Le réconfort est une chose et la vérité en est une autre, et toutes deux vont dans des sens différents. Si vous cherchez le réconfort, vous pourrez le trouver dans une explication, une drogue ou une croyance. Mais cela sera temporaire et tôt ou tard, il vous faudra tout recommencer. Et le réconfort, est-ce que cela existe ? Il est peut-être nécessaire que vous admettiez ce fait: un esprit qui recherche le réconfort et la sécurité connaîtra toujours la souffrance, Une explication satisfaisante ou une croyance réconfortante peuvent fort bien vous calmer et vous endormir. Mais est-ce là ce que vous voulez ? Cela fera-t-il disparaître votre douleur ? Se débarrasse-t-on de la douleur en l'endormant ?
— Je suppose que ce que je veux réellement, dit la dame, c'est de retrouver cet état heureux que je connaissais - et d'en retrouver également les joies et les plaisirs. Et comme je ne le peux pas, je suis habitée par la douleur et je cherche naturellement le réconfort.
Voulez-vous dire que vous ne voulez pas regarder en face ce qui vous semble être la cause de votre souffrance et que c'est pour cela que vous essayez de le fuir ?
— Pourquoi n'aurais-je pas droit au réconfort ?
Pensez-vous trouver un réconfort durable ? Il se peut que cela n'existe pas. En cherchant le réconfort, ce que nous voulons vraiment c'est un état dans lequel n'entre absolument aucun facteur de dérangement psychologique. Or un tel état existe-t-il ? On peut réussir à établir, par divers moyens, un état confortable mais la vie ne manque jamais de venir très vite frapper à la porte. Ce sont ces coups frappés à la porte que l'on appelle la douleur.
— Je vois ce que vous voulez dire, mais que dois-je faire? demanda la dame avec insistance.
Il n'y a rien d'autre à faire qu'à comprendre la réalité de ce fait, et qu'à savoir qu'un esprit qui recherche le réconfort et la sécurité sera toujours assujetti à la douleur. Cette compréhension porte en elle sa propre action. Lorsqu'un homme comprend qu'il est prisonnier, il ne demande pas ce qu'il doit faire, mais toute une série d'actions ou d'inactions prennent corps. C'est de la compréhension elle-même que naît l'action.
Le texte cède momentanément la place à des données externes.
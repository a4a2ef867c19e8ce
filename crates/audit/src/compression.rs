use std::io::Write;

use flate2::write::GzEncoder;
use flate2::Compression;

#[derive(Debug, Clone)]
pub struct CompressionConfig {
    pub enabled: bool,
    pub min_size_bytes: usize,
    pub level: u32,
}

impl Default for CompressionConfig {
    fn default() -> Self {
        Self {
            enabled: true,
            min_size_bytes: 1024,
            level: 6,
        }
    }
}

pub struct CompressionOutcome {
    pub bytes: Vec<u8>,
    pub compressed: bool,
    pub original_size: usize,
}

/// Gzips `data` when it clears the threshold; falls back to the original
/// bytes if compression doesn't actually shrink the payload.
pub fn compress_payload(data: &[u8], config: &CompressionConfig) -> CompressionOutcome {
    let original_size = data.len();
    if !config.enabled || original_size < config.min_size_bytes {
        return CompressionOutcome {
            bytes: data.to_vec(),
            compressed: false,
            original_size,
        };
    }

    let mut encoder = GzEncoder::new(Vec::new(), Compression::new(config.level));
    let compressed = encoder
        .write_all(data)
        .and_then(|_| encoder.finish())
        .unwrap_or_else(|_| data.to_vec());

    if compressed.len() < original_size {
        CompressionOutcome {
            bytes: compressed,
            compressed: true,
            original_size,
        }
    } else {
        CompressionOutcome {
            bytes: data.to_vec(),
            compressed: false,
            original_size,
        }
    }
}

#[cfg(test)]
mod tests {
    use super::*;

    #[test]
    fn small_payload_stays_uncompressed() {
        let outcome = compress_payload(b"tiny", &CompressionConfig::default());
        assert!(!outcome.compressed);
        assert_eq!(outcome.bytes, b"tiny");
    }

    #[test]
    fn large_repetitive_payload_compresses() {
        let data = "a".repeat(4096);
        let outcome = compress_payload(data.as_bytes(), &CompressionConfig::default());
        assert!(outcome.compressed);
        assert!(outcome.bytes.len() < outcome.original_size);
    }

    #[test]
    fn disabled_compression_is_noop() {
        let data = "a".repeat(4096);
        let config = CompressionConfig {
            enabled: false,
            ..Default::default()
        };
        let outcome = compress_payload(data.as_bytes(), &config);
        assert!(!outcome.compressed);
    }

    #[test]
    fn output_never_exceeds_input_even_when_incompressible() {
        // Pseudo-random bytes gzip likely can't shrink; the "only use
        // compressed if smaller" branch must still return something no
        // larger than the input.
        let data: Vec<u8> = (0..1100u32).map(|i| (i.wrapping_mul(2654435761) % 251) as u8).collect();
        let outcome = compress_payload(&data, &CompressionConfig::default());
        assert!(outcome.bytes.len() <= data.len());
    }
}
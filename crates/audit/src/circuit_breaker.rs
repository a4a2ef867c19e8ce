use std::future::Future;
use std::sync::atomic::{AtomicBool, AtomicU32, Ordering};
use std::time::{Duration, Instant};

use parking_lot::RwLock;

#[derive(Debug, Clone)]
pub struct CircuitBreakerConfig {
    pub failure_threshold: u32,
    pub recovery_timeout: Duration,
}

impl Default for CircuitBreakerConfig {
    fn default() -> Self {
        Self {
            failure_threshold: 5,
            recovery_timeout: Duration::from_secs(30),
        }
    }
}

#[derive(Debug, Clone, Copy)]
enum BreakerState {
    Closed,
    Open(Instant),
    HalfOpen,
}

pub enum CallError<E> {
    BreakerOpen,
    Inner(E),
}

/// `closed -> open -> half-open -> closed`. Opens after `failure_threshold`
/// consecutive failures, admits exactly one probe per half-open window.
pub struct CircuitBreaker {
    name: String,
    config: CircuitBreakerConfig,
    state: RwLock<BreakerState>,
    consecutive_failures: AtomicU32,
    probing: AtomicBool,
}

impl CircuitBreaker {
    pub fn new(name: impl Into<String>, config: CircuitBreakerConfig) -> Self {
        Self {
            name: name.into(),
            config,
            state: RwLock::new(BreakerState::Closed),
            consecutive_failures: AtomicU32::new(0),
            probing: AtomicBool::new(false),
        }
    }

    pub fn state_name(&self) -> &'static str {
        match *self.state.read() {
            BreakerState::Closed => "closed",
            BreakerState::Open(_) => "open",
            BreakerState::HalfOpen => "half-open",
        }
    }

    fn can_proceed(&self) -> bool {
        let mut state = self.state.write();
        match *state {
            BreakerState::Closed => true,
            BreakerState::HalfOpen => !self.probing.swap(true, Ordering::SeqCst),
            BreakerState::Open(opened_at) => {
                if opened_at.elapsed() >= self.config.recovery_timeout {
                    *state = BreakerState::HalfOpen;
                    !self.probing.swap(true, Ordering::SeqCst)
                } else {
                    false
                }
            }
        }
    }

    fn record_success(&self) {
        self.consecutive_failures.store(0, Ordering::SeqCst);
        self.probing.store(false, Ordering::SeqCst);
        *self.state.write() = BreakerState::Closed;
    }

    fn record_failure(&self) {
        self.probing.store(false, Ordering::SeqCst);
        let failures = self.consecutive_failures.fetch_add(1, Ordering::SeqCst) + 1;
        let mut state = self.state.write();
        match *state {
            BreakerState::HalfOpen => {
                tracing::warn!(sink = %self.name, "probe failed, reopening circuit breaker");
                *state = BreakerState::Open(Instant::now());
            }
            BreakerState::Closed if failures >= self.config.failure_threshold => {
                tracing::warn!(sink = %self.name, failures, "circuit breaker opening");
                *state = BreakerState::Open(Instant::now());
            }
            _ => {}
        }
    }

    pub async fn call<F, Fut, T, E>(&self, f: F) -> Result<T, CallError<E>>
    where
        F: FnOnce() -> Fut,
        Fut: Future<Output = Result<T, E>>,
    {
        if !self.can_proceed() {
            return Err(CallError::BreakerOpen);
        }
        match f().await {
            Ok(value) => {
                self.record_success();
                Ok(value)
            }
            Err(err) => {
                self.record_failure();
                Err(CallError::Inner(err))
            }
        }
    }
}
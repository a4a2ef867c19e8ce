use std::sync::Arc;

use anyhow::Context;
use axum::http::{HeaderValue, Method};
use clap::Parser;
use tower_http::cors::{AllowOrigin, CorsLayer};
use tracing_subscriber::EnvFilter;

use sark_gateway::bootstrap;
use sark_gateway::cli::{Cli, Command, ConfigCommand};
use sark_gateway::config::GatewayConfig;

#[tokio::main]
async fn main() -> anyhow::Result<()> {
    let cli = Cli::parse();

    match cli.command {
        // Default to serve when no subcommand is given.
        None | Some(Command::Serve) => {
            init_tracing();
            let (config, _config_path) = sark_gateway::cli::load_config()?;
            run_server(Arc::new(config)).await
        }
        Some(Command::Doctor) => {
            let (config, config_path) = sark_gateway::cli::load_config()?;
            let passed = sark_gateway::cli::doctor::run(&config, &config_path).await?;
            if !passed {
                std::process::exit(1);
            }
            Ok(())
        }
        Some(Command::Config(ConfigCommand::Validate)) => {
            let (config, config_path) = sark_gateway::cli::load_config()?;
            let valid = sark_gateway::cli::config::validate(&config, &config_path);
            if !valid {
                std::process::exit(1);
            }
            Ok(())
        }
        Some(Command::Config(ConfigCommand::Show)) => {
            let (config, _config_path) = sark_gateway::cli::load_config()?;
            sark_gateway::cli::config::show(&config);
            Ok(())
        }
        Some(Command::Version) => {
            println!("sarkd {}", env!("CARGO_PKG_VERSION"));
            Ok(())
        }
    }
}

/// Initialize structured JSON tracing (only for the `serve` command).
fn init_tracing() {
    tracing_subscriber::fmt()
        .with_env_filter(
            EnvFilter::try_from_default_env().unwrap_or_else(|_| EnvFilter::new("info,sark_gateway=debug")),
        )
        .json()
        .init();
}

/// Start the gateway server with the given configuration.
async fn run_server(config: Arc<GatewayConfig>) -> anyhow::Result<()> {
    tracing::info!("SARK gateway starting");

    let state = bootstrap::build_app_state(config.clone()).await?;
    bootstrap::spawn_background_tasks(&state);

    // ── CORS layer (config-aware) ────────────────────────────────────
    let cors_layer = build_cors_layer(&config.core.server.cors);

    // ── Concurrency limit (backpressure protection) ────────────────
    let max_concurrent = std::env::var("SARK_MAX_CONCURRENT_REQUESTS")
        .ok()
        .and_then(|v| v.parse::<usize>().ok())
        .unwrap_or(256);
    tracing::info!(max_concurrent, "concurrency limit set");

    // Per-IP edge rate limiting (`tower_governor`) is superseded here by
    // `sark-ratelimit`'s per-api-key/per-user/per-ip limiter inside the
    // enforcement pipeline, which has visibility into the authenticated
    // principal rather than just the socket address.
    let app = sark_gateway::api::router(state.clone())
        .layer(cors_layer)
        .layer(tower::limit::ConcurrencyLimitLayer::new(max_concurrent))
        .with_state(state);

    // ── Bind ─────────────────────────────────────────────────────────
    let addr = format!("{}:{}", config.core.server.host, config.core.server.port);
    let listener = tokio::net::TcpListener::bind(&addr)
        .await
        .with_context(|| format!("binding to {addr}"))?;

    tracing::info!(addr = %addr, "SARK gateway listening");

    axum::serve(listener, app.into_make_service_with_connect_info::<std::net::SocketAddr>())
        .await
        .context("axum server error")?;

    Ok(())
}

/// Build a [`CorsLayer`] from the configured allowed origins.
///
/// Origins may contain a trailing `*` wildcard for the port segment
/// (e.g. `http://localhost:*`). These are expanded into a predicate that
/// matches any port on that host. A literal `"*"` allows all origins
/// (not recommended for production).
fn build_cors_layer(cors: &sark_domain::config::CorsConfig) -> CorsLayer {
    use axum::http::header;

    // Special case: if the only entry is "*", use fully permissive CORS.
    // Note: allow_credentials is incompatible with wildcard origins.
    if cors.allowed_origins.len() == 1 && cors.allowed_origins[0] == "*" {
        tracing::warn!("CORS configured with wildcard \"*\" — all origins allowed");
        return CorsLayer::new()
            .allow_origin(tower_http::cors::Any)
            .allow_methods([Method::GET, Method::POST, Method::PUT, Method::PATCH, Method::DELETE, Method::OPTIONS])
            .allow_headers([header::CONTENT_TYPE, header::AUTHORIZATION]);
    }

    // Partition into exact origins and wildcard-port patterns.
    let mut exact: Vec<HeaderValue> = Vec::new();
    let mut wildcard_prefixes: Vec<String> = Vec::new();

    for origin in &cors.allowed_origins {
        if origin.ends_with(":*") {
            // e.g. "http://localhost:*" -> prefix "http://localhost:"
            let prefix = origin.trim_end_matches('*').to_owned();
            wildcard_prefixes.push(prefix);
        } else if let Ok(hv) = origin.parse::<HeaderValue>() {
            exact.push(hv);
        } else {
            tracing::warn!(origin = %origin, "invalid CORS origin, skipping");
        }
    }

    let allow_origin = if wildcard_prefixes.is_empty() {
        AllowOrigin::list(exact)
    } else {
        AllowOrigin::predicate(move |origin, _| {
            let origin_str = origin.to_str().unwrap_or("");
            if exact.iter().any(|e| e.as_bytes() == origin.as_bytes()) {
                return true;
            }
            // Validate the remainder is digits only to prevent prefix-based
            // bypass (e.g. "http://localhost:3000.evil.com").
            wildcard_prefixes.iter().any(|prefix| {
                origin_str
                    .strip_prefix(prefix.as_str())
                    .map(|port| !port.is_empty() && port.chars().all(|c| c.is_ascii_digit()))
                    .unwrap_or(false)
            })
        })
    };

    CorsLayer::new()
        .allow_origin(allow_origin)
        .allow_methods([Method::GET, Method::POST, Method::PUT, Method::PATCH, Method::DELETE, Method::OPTIONS])
        .allow_headers([header::CONTENT_TYPE, header::AUTHORIZATION])
        .allow_credentials(true)
}
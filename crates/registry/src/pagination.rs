use chrono::{DateTime, Utc};
use uuid::Uuid;

pub const DEFAULT_PAGE_SIZE: usize = 50;
pub const MAX_PAGE_SIZE: usize = 200;

#[derive(Debug, Clone, Copy, PartialEq, Eq)]
pub enum SortOrder {
    Ascending,
    Descending,
}

impl Default for SortOrder {
    fn default() -> Self {
        SortOrder::Descending
    }
}

/// Opaque pagination cursor, keyed on `(created_at, id)` so ties between
/// servers created in the same instant still sort and page deterministically.
#[derive(Debug, Clone, Copy, PartialEq, Eq)]
pub struct Cursor {
    pub created_at: DateTime<Utc>,
    pub last_id: Uuid,
}

impl Cursor {
    pub fn encode(&self) -> String {
        format!(
            "{}.{}:{}",
            self.created_at.timestamp(),
            self.created_at.timestamp_subsec_nanos(),
            self.last_id
        )
    }

    pub fn decode(token: &str) -> Option<Cursor> {
        let (ts, id) = token.split_once(':')?;
        let (secs, nanos) = ts.split_once('.')?;
        let secs: i64 = secs.parse().ok()?;
        let nanos: u32 = nanos.parse().ok()?;
        let last_id = Uuid::parse_str(id).ok()?;
        let created_at = DateTime::from_timestamp(secs, nanos)?;
        Some(Cursor { created_at, last_id })
    }
}

pub fn clamp_page_size(requested: Option<usize>) -> usize {
    requested.unwrap_or(DEFAULT_PAGE_SIZE).min(MAX_PAGE_SIZE).max(1)
}

#[cfg(test)]
mod tests {
    use super::*;

    #[test]
    fn cursor_round_trips_through_its_token() {
        let cursor = Cursor {
            created_at: Utc::now(),
            last_id: Uuid::new_v4(),
        };
        let token = cursor.encode();
        let decoded = Cursor::decode(&token).unwrap();
        assert_eq!(cursor.last_id, decoded.last_id);
        assert_eq!(cursor.created_at.timestamp_nanos_opt(), decoded.created_at.timestamp_nanos_opt());
    }

    #[test]
    fn malformed_cursor_decodes_to_none() {
        assert!(Cursor::decode("not-a-cursor").is_none());
        assert!(Cursor::decode("123:not-a-uuid").is_none());
    }

    #[test]
    fn page_size_is_clamped_to_the_maximum() {
        assert_eq!(clamp_page_size(Some(10_000)), MAX_PAGE_SIZE);
        assert_eq!(clamp_page_size(Some(0)), 1);
        assert_eq!(clamp_page_size(None), DEFAULT_PAGE_SIZE);
    }
}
— Mais nos blessures sont réelles, reprit le mari, ne peut-on pas les guérir ? N'y a- t-il pas le moindre processus de guérison. mais seulement un état d'amer désespoir ?
L'esprit peut cultiver tous les états qu'il souhaite cultiver, mais c'est une autre question de découvrir ce qu'il en est véritablement de cette situation. Que recherchez-vous exactement ?
— Nul homme sain d'esprit ne chercherait à cultiver cette amertume. Il existe certainement une philosophie du désespoir, mais il n'entre pas dans mes intentions de suivre chemin. Ce que je veux, par contre, et très profondément, c'est découvrir la raison, le karma, de notre souffrance.
Vous voulez également aborder cette question ?
Oui, nous le souhaitons aussi. Nous avons nos problèmes relatifs au processus du karma, et il nous serait utile d'en débattre tous ensemble.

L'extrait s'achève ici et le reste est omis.